И здесь опять выгода Журнала, ибо в одно время, составляя Политическую Историю, он составляет и Литературную ежедневную Историю. Критика заменяет всю Поэзию, когда вся Поэзия погасла. Во времена переходов из эпохи в эпоху, Критика очень ловко заменяет все, чего уже нет и чего еще нет. Тогда в Критике заключено все: Поэма, Драма, Комедия, Театр, все, что занимает умы. Она разжигает страсти и забавляет, светит и жжет, живит и убивает; она забирает тогда себе все обязанности других частей Искусства. Она, вдруг и попеременно, Ода, Элегия, Эпическая поэма, Кантата, надгробная речь народа, потерявшего своих поэтов и ораторов. Вот почему, в известные эпохи, вы видите ремесло Критика, по-видимому второстепенное,  восходящим на высшую степень славы, могущества, уважения, пользы. Мы стоим теперь в этом положении: мы теперь в Критике. Неоднократно уже случалось нам, после всяческих переворотов, переделывать наше Литературное Уложение, переделывая тогда же и политический Кодекс наш. Если теперь вы спросите меня: что же будет из нашей нынешней Литературы? Я скажу, что до июля месяца, может быть, я знал это, а теперь совсем не знаю. Июль застал нас не на задворках, не вернул назад, но он, может быть, испугал нас в ходе вперед. Может статься, что мы такой же литературный переход, как Литература Наполеоновская была переходом. Но есть разница: наша новейшая литература, увлекательная, страстная, вдохновенная столько же Классической Древностью, сколько воспоминанием Золотых веков каждой иностранной Литературы, свободная от всякого предубеждения, всякой ненависти, ласковая ко всему, легкая, уважающая и уваженная по всем соображениям, стоила бы в будущем чего-нибудь поболе маленькой чести быть литературным переходом. Оставим труд времени и юности - вот два великих учителя.

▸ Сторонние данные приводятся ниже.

#[tokio::test]
async fn login_auth() {
    let mailer = mailer(ScriptedConnector::serving(vec![
        "220 hi\r\n",
        "250-mail\r\n250 AUTH=LOGIN\r\n",
        "334 VXNlcm5hbWU6\r\n",
        "334 UGFzc3dvcmQ6\r\n",
        "235 ok\r\n",
        "250 OK\r\n",
        "250 OK\r\n",
        "354 go\r\n",
        "250 Queued\r\n",
        "221 Bye\r\n",
    ]));
    send(&mailer, &message().credentials("user", "pass"))
        .await
        .assert_sent();

    let transcript = mailer.connector().transcript();
    assert_eq!(&transcript[1..4], ["AUTH LOGIN\r\n", "dXNlcg==\r\n", "cGFzcw==\r\n"]);
}

#[tokio::test]
async fn cram_md5_auth() {
    let mailer = mailer(ScriptedConnector::serving(vec![
        "220 hi\r\n",
        "250-mail\r\n250 AUTH PLAIN LOGIN CRAM-MD5\r\n",
        "334 PDE4OTYuNjk3MTcwOTUyQHBvc3RvZmZpY2UucmVzdG9uLm1jaS5uZXQ+\r\n",
        "235 ok\r\n",
        "250 OK\r\n",
        "250 OK\r\n",
        "354 go\r\n",
        "250 Queued\r\n",
        "221 Bye\r\n",
    ]));
    send(&mailer, &message().credentials("tim", "tanstaaftanstaaf"))
        .await
        .assert_sent();

    let transcript = mailer.connector().transcript();
    assert_eq!(transcript[1], "AUTH CRAM-MD5\r\n");
    assert_eq!(
        transcript[2],
        "dGltIGI5MTNhNjAyYzdlZGE3YTQ5NWI0ZTZlNzMzNGQzODkw\r\n"
    );
}

#[tokio::test]
async fn invalid_credentials() {
    let mailer = mailer(ScriptedConnector::serving(vec![
        "220 hi\r\n",
        "250-mail\r\n250 AUTH PLAIN\r\n",
        "535 5.7.8 Authentication credentials invalid\r\n",
    ]));
    let code = send(&mailer, &message().credentials("user", "wrong"))
        .await
        .assert_failed(ErrorKind::InvalidCredentials);
    assert_eq!(code, Some(535));
}

#[tokio::test]
async fn unsupported_auth_sends_no_auth() {
    let mailer = mailer(ScriptedConnector::serving(vec![
        "220 hi\r\n",
        "250-mail\r\n250 AUTH XOAUTH2 OAUTHBEARER\r\n",
    ]));
    send(&mailer, &message().credentials("user", "pass"))
        .await
        .assert_failed(ErrorKind::UnsupportedAuthMechanism);
    assert!(
        mailer
            .connector()
            .transcript()
            .iter()
            .all(|line| !line.starts_with("AUTH"))
    );
}

#[tokio::test]
async fn multiple_recipients_and_hidden_bcc() {
    let mut replies = vec!["220 hi\r\n", "250 mail\r\n", "250 OK\r\n"];
    replies.extend(["250 OK\r\n"; 4]);
    replies.extend(["354 go\r\n", "250 Queued\r\n", "221 Bye\r\n"]);
    let mailer = mailer(ScriptedConnector::serving(replies));

    let msg = Message::new("smtp.example.com", "Alice <a@x.com>", "b@y.com, c@y.com")
        .cc("d@z.com")
        .bcc("secret@w.com")
        .part(Part::text("hi"));
    send(&mailer, &msg).await.assert_sent();

    let transcript = mailer.connector().transcript();
    assert_eq!(
        &transcript[2..6],
        [
            "RCPT TO:<b@y.com>\r\n",
            "RCPT TO:<c@y.com>\r\n",
            "RCPT TO:<d@z.com>\r\n",
            "RCPT TO:<secret@w.com>\r\n",
        ]
    );
    assert!(transcript[7].contains("Cc: d@z.com\r\n"));
    assert!(!transcript[7].contains("secret@w.com"));
}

Блажен родившийся поэтом! Блажен, кто умеет писать Историю! Блажен Оратор! Блажен писатель Драматический! блажен Критик - честный человек, попавший под руководство Журналиста, у которого сердце столь же благородно, сколько ум его возвышен, и которому предается он с детскою любовью! Но прежде Поэта, прежде Историка, прежде Оратора, прежде Драматического автора, прежде Критика, всех этих пропащих сынов Искусства, проводящих жизнь свою то в борьбе, то в торжестве, блажен, троекратно блажен, кто ничего не производит сам, кто наслаждается тем, что производят другие, кто призывает самого Критика пред свое судилище, и судит его последним судом!